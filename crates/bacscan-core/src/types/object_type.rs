named_codes! {
    /// BACnet object types. Values without a standard mapping (including the
    /// vendor range 128–1023) become [`Proprietary`](Self::Proprietary).
    pub enum ObjectType: u16, Proprietary, to_u16, from_u16 {
        AnalogInput = 0 => "analog-input",
        AnalogOutput = 1 => "analog-output",
        AnalogValue = 2 => "analog-value",
        BinaryInput = 3 => "binary-input",
        BinaryOutput = 4 => "binary-output",
        BinaryValue = 5 => "binary-value",
        Calendar = 6 => "calendar",
        Command = 7 => "command",
        Device = 8 => "device",
        EventEnrollment = 9 => "event-enrollment",
        File = 10 => "file",
        Group = 11 => "group",
        Loop = 12 => "loop",
        MultiStateInput = 13 => "multi-state-input",
        MultiStateOutput = 14 => "multi-state-output",
        NotificationClass = 15 => "notification-class",
        Program = 16 => "program",
        Schedule = 17 => "schedule",
        Averaging = 18 => "averaging",
        MultiStateValue = 19 => "multi-state-value",
        TrendLog = 20 => "trend-log",
        LifeSafetyPoint = 21 => "life-safety-point",
        LifeSafetyZone = 22 => "life-safety-zone",
        Accumulator = 23 => "accumulator",
        PulseConverter = 24 => "pulse-converter",
        EventLog = 25 => "event-log",
        GlobalGroup = 26 => "global-group",
        TrendLogMultiple = 27 => "trend-log-multiple",
        LoadControl = 28 => "load-control",
        StructuredView = 29 => "structured-view",
        AccessDoor = 30 => "access-door",
        CharacterStringValue = 40 => "characterstring-value",
        IntegerValue = 45 => "integer-value",
        LargeAnalogValue = 46 => "large-analog-value",
        PositiveIntegerValue = 48 => "positive-integer-value",
        NetworkPort = 56 => "network-port",
    }
}

impl ObjectType {
    /// Object types whose present-value is arbitrated through a priority array.
    pub const fn is_commandable(self) -> bool {
        matches!(
            self,
            Self::AnalogOutput
                | Self::AnalogValue
                | Self::BinaryOutput
                | Self::BinaryValue
                | Self::MultiStateOutput
                | Self::MultiStateValue
                | Self::CharacterStringValue
                | Self::IntegerValue
                | Self::LargeAnalogValue
                | Self::PositiveIntegerValue
        )
    }
}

* * * * *

Task statement: From the records, copy every line that has the string "types" in it.

Reply to the exercise:
filename crates/bacscan-core/src/types/object_type.rs
    /// BACnet object types. Values without a standard mapping (including the
    /// Object types whose present-value is arbitrated through a priority array.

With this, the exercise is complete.